Collection entries

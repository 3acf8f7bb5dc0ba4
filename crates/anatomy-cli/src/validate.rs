//! # Validate Subcommand
//!
//! Schema conformance of every JSON document under a data directory.
//! The report is persisted to a flat file for CI artifacts and echoed
//! to stdout.

use std::path::{Path, PathBuf};

use anatomy_core::Report;
use anyhow::{Context, Result};
use clap::Args;

use anatomy_schema::validate_documents;

/// Default location of the persisted report, relative to the working directory.
pub const DEFAULT_REPORT_PATH: &str = "bundle-validation-report.txt";

/// Arguments for `anatomy validate`.
#[derive(Args, Debug, Clone)]
pub struct ValidateArgs {
    /// Path to the JSON schema file.
    #[arg(long, value_name = "PATH")]
    pub schema: PathBuf,

    /// Path to the directory containing bundled JSON files.
    #[arg(long, value_name = "DIR")]
    pub data: PathBuf,

    /// Where to write the plain-text report.
    #[arg(long, value_name = "PATH", default_value = DEFAULT_REPORT_PATH)]
    pub report: PathBuf,
}

/// Validate the data directory and persist the report.
///
/// # Errors
///
/// Fails if the schema or any document cannot be loaded, the schema does not
/// compile, or the report file cannot be written.
pub fn schema_report(args: &ValidateArgs) -> Result<Report> {
    let report = validate_documents(&args.schema, &args.data).with_context(|| {
        format!(
            "schema validation of {} against {} aborted",
            args.data.display(),
            args.schema.display()
        )
    })?;

    write_report(&report, &args.report)?;

    tracing::info!(
        errors = report.error_count(),
        report = %args.report.display(),
        "schema validation finished"
    );
    Ok(report)
}

/// Write report lines joined by `\n`, without a trailing newline.
pub fn write_report(report: &Report, path: &Path) -> Result<()> {
    std::fs::write(path, report.to_string())
        .with_context(|| format!("failed to write report to {}", path.display()))
}

/// Execute `anatomy validate`.
pub fn run_validate(args: &ValidateArgs) -> Result<u8> {
    let report = schema_report(args)?;
    crate::print_report(&report);
    Ok(report.exit_code())
}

▶ **DESCRIPTION OF THE TASK**:
If a line in the records holds the string "PathBuf", count it, and give only the total.

▶ **WRITTEN SOLUTION**:
4